* **DESCRIPTION OF THE TASK**
Please copy every line with the string "SigningWorkflow" from the entries below.
═════ RECORDS FOR THE EXERCISE ═════
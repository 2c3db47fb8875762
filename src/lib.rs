// Allow some clippy lints that are too pedantic for this project
#![allow(clippy::type_complexity)]
#![allow(clippy::too_many_arguments)]
#![allow(clippy::enum_variant_names)]
#![allow(clippy::should_implement_trait)]
// Allow unused for tests
#![cfg_attr(test, allow(dead_code))]

//! # Sign Oxide
//!
//! Signature workflow core: PDF signing with DocMDP enforcement, CA
//! lifecycle management and certificate revocation.
//!
//! ## Core Features
//!
//! ### Certificate authority
//! - **CA identifiers**: `libresign-ca-id:{instance}_g:{generation}_e:{o|c}`,
//!   with generations allocated through a persisted compare-and-swap counter
//! - **PKI layout**: one resolution function for versioned and legacy
//!   directories
//! - **Repair**: crash-safe migration of legacy material, resumable at any
//!   phase boundary
//! - **Certificate engine**: pluggable issuing boundary with an in-process
//!   RSA implementation
//!
//! ### Revocation
//! - **CRL manager**: issue, revoke, expiry sweep and CRL emission with
//!   strictly increasing CRL numbers
//!
//! ### Signing workflow
//! - **State machine**: `draft -> able_to_sign -> signed` signers, derived
//!   document and envelope status, ordered signing
//! - **DocMDP**: certification levels 1-3 audited by classifying every
//!   object each incremental update touches
//! - **PDF signing**: detached PKCS#7 signatures appended as an incremental
//!   update, and certificate chain extraction for audit
//! - **Identification**: one-time-code identify methods with attempt limits
//!   and expiry
//!
//! ## Architecture
//! The host application owns persistence. Everything stateful goes through
//! the traits in [`store`]; [`store::InMemoryStore`] implements all of them
//! for embedders and tests.
//!
//! ## Quick Start
//!
//! ```ignore
//! use std::sync::Arc;
//! use sign_oxide::config::SignOxideConfig;
//! use sign_oxide::store::InMemoryStore;
//! use sign_oxide::workflow::{Document, SigningWorkflow};
//!
//! # fn main() -> sign_oxide::Result<()> {
//! let store = Arc::new(InMemoryStore::new());
//! let node = store.put_blob(std::fs::read("contract.pdf")?);
//! let workflow = SigningWorkflow::new(Arc::clone(&store), &SignOxideConfig::default());
//!
//! let document = workflow.create_document(Document::file("contract.pdf", node))?;
//! let signer = workflow.add_signer(document.id, "Alice")?;
//! workflow.request_signatures(document.id)?;
//! assert!(workflow.can_sign(signer.id)?);
//! # Ok(())
//! # }
//! ```

// Error handling
pub mod error;

/// Parser configuration options
pub mod parser_config;

// Configuration
pub mod config;

// Structural PDF layer
pub mod pdf;

// Digital signatures
pub mod signatures;

// Modification detection and prevention
pub mod docmdp;

// CA lifecycle and revocation
pub mod ca;
pub mod crl;

// Signing workflow
pub mod identify;
pub mod workflow;

// Persistence boundary
pub mod store;

// Re-exports
pub use config::SignOxideConfig;
pub use error::{Conflict, Error, Result};

// Version info
/// Library version
pub const VERSION: &str = env!("CARGO_PKG_VERSION");

/// Library name
pub const NAME: &str = env!("CARGO_PKG_NAME");

#[cfg(test)]
mod tests {
    use super::*;

    #[test]
    fn test_version() {
        // VERSION is populated from CARGO_PKG_VERSION at compile time
        assert!(VERSION.starts_with("0."));
    }

    #[test]
    fn test_name() {
        assert_eq!(NAME, "sign_oxide");
    }
}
═════
* **SOLUTION FOR THIS PROBLEM**
//! use sign_oxide::workflow::{Document, SigningWorkflow};
//! let workflow = SigningWorkflow::new(Arc::clone(&store), &SignOxideConfig::default());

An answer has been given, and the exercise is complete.